Strahl makes election campaign stops in North
Cabinet minister Chuck Strahl swung through the Yukon and Northwest Territories this week to back Conservative candidates running in the Oct. 14 federal election.
In Whitehorse on Thursday, the Indian and Northern Affairs minister underlined the importance of having a local member of Parliament from the governing party — which the Tories hope will be their candidate, Darrell Pasloski.
Strahl pointed to his party's recent promises to create a development agency for Canada's North, as well as change the rules for natural resource development there.
"It's important, from our point of view, to have as many members of Parliament from the North as we can because, of course, as those decisions are made they're filtered through the local member of Parliament," Strahl said.
Pasloski, a Whitehorse pharmacist, said he has spent much of his campaign talking to Yukoners about what's important to them.
"They like the lower taxes, less GST," he said, adding that voters he spoke to also preferred lower personal and corporate taxes.
"People like that we're paying the debt down, that mortgage that all of us own in this country."
Vandals damage campaign signs
But it hasn't been an entirely smooth campaign for Pasloski: a number of Conservative party signs around Whitehorse were found damaged Wednesday.

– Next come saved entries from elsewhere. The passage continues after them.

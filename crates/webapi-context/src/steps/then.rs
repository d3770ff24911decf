//! Then step definitions

use crate::steps::docstring;
use crate::world::ApiWorld;
use cucumber::{gherkin::Step, then};

#[then(regex = r"^(?:the )?response code should be (\d+)$")]
async fn response_code(world: &mut ApiWorld, code: u16) -> anyhow::Result<()> {
    world.context.response_code_should_be(code)?;
    Ok(())
}

#[then(regex = r#"^(?:the )?response should contain "([^"]*)"$"#)]
async fn response_contains(world: &mut ApiWorld, text: String) -> anyhow::Result<()> {
    world.context.response_should_contain(&text)?;
    Ok(())
}

#[then(regex = r#"^(?:the )?response should not contain "([^"]*)"$"#)]
async fn response_not_contains(world: &mut ApiWorld, text: String) -> anyhow::Result<()> {
    world.context.response_should_not_contain(&text)?;
    Ok(())
}

#[then(regex = r"^(?:the )?response should contain json:$")]
async fn response_contains_json(world: &mut ApiWorld, step: &Step) -> anyhow::Result<()> {
    world.context.response_should_contain_json(docstring(step)?)?;
    Ok(())
}

#[then(regex = r"^(?:the )?response should contain json matching:$")]
async fn response_contains_json_matching(
    world: &mut ApiWorld,
    step: &Step,
) -> anyhow::Result<()> {
    world
        .context
        .response_should_contain_json_matching(docstring(step)?)?;
    Ok(())
}

#[then(regex = r#"^(?:the )?response should contain json with key "([^"]*)" matching:$"#)]
async fn response_contains_json_with_key_matching(
    world: &mut ApiWorld,
    key: String,
    step: &Step,
) -> anyhow::Result<()> {
    world
        .context
        .response_should_contain_json_with_key_matching(&key, docstring(step)?)?;
    Ok(())
}

#[then("the response should be json")]
async fn response_is_json(world: &mut ApiWorld) -> anyhow::Result<()> {
    world.context.response_should_be_json()?;
    Ok(())
}

#[then("print response")]
async fn print_response(world: &mut ApiWorld) -> anyhow::Result<()> {
    println!("{}", world.context.describe_response()?);
    Ok(())
}
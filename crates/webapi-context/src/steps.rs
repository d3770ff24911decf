//! Step definitions for cucumber tests
//!
//! Phrases follow the classic Web API step vocabulary, e.g.
//! `I send a GET request to "users/1"` or
//! `the response should contain json matching:`.

pub mod given;
pub mod then;
pub mod when;

use cucumber::gherkin::Step;

/// The docstring attached to a step.
pub(crate) fn docstring(step: &Step) -> anyhow::Result<&str> {
    step.docstring
        .as_deref()
        .ok_or_else(|| anyhow::anyhow!("Step '{}' requires a docstring", step.value))
}

/// Two-column data table rows as `(field, value)` pairs.
pub(crate) fn table_rows(step: &Step) -> anyhow::Result<Vec<(String, String)>> {
    let table = step
        .table
        .as_ref()
        .ok_or_else(|| anyhow::anyhow!("Step '{}' requires a data table", step.value))?;

    table
        .rows
        .iter()
        .map(|row| match row.as_slice() {
            [key, value] => Ok((key.clone(), value.clone())),
            _ => Err(anyhow::anyhow!(
                "Expected two columns per row, got {}",
                row.len()
            )),
        })
        .collect()
}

Some were turned over, or had holes punched through them. Signs showing Pasloski with Prime Minister Stephen Harper had duct tape covering Pasloski's mouth.
Signs supporting Liberal incumbent MP Larry Bagnell have also been knocked over.
"I think it's unfortunate. I mean, it's a democratic system. We're in the middle of an election," Warren Holland, a member of Pasloski's campaign team, told CBC News on Wednesday.
"If people are unhappy with a particular candidate's position they can cast a ballot. That's the way the system works. It seems kind of childish and petty to approach things this way."
Elections Canada officials point out that vandalizing election campaign signs is illegal, and punishable by a $1,000 fine, three months in jail, or both.
Harper 'loves the North,' Strahl says
Strahl was in Yellowknife late Tuesday to lend his support to Western Arctic candidate Brendan Bell.
There, Strahl noted that Conservative Leader Stephen Harper's frequent visits to northern Canada — including, most recently, a stop Saturday in Iqaluit — as evidence of the region's importance to the prime minister.
"He loves the North. He's got a passion for it, and that passion's been transferred to the government, to the cabinet, and to our party in a way that I've never seen," he told campaign staff and supporters on Tuesday.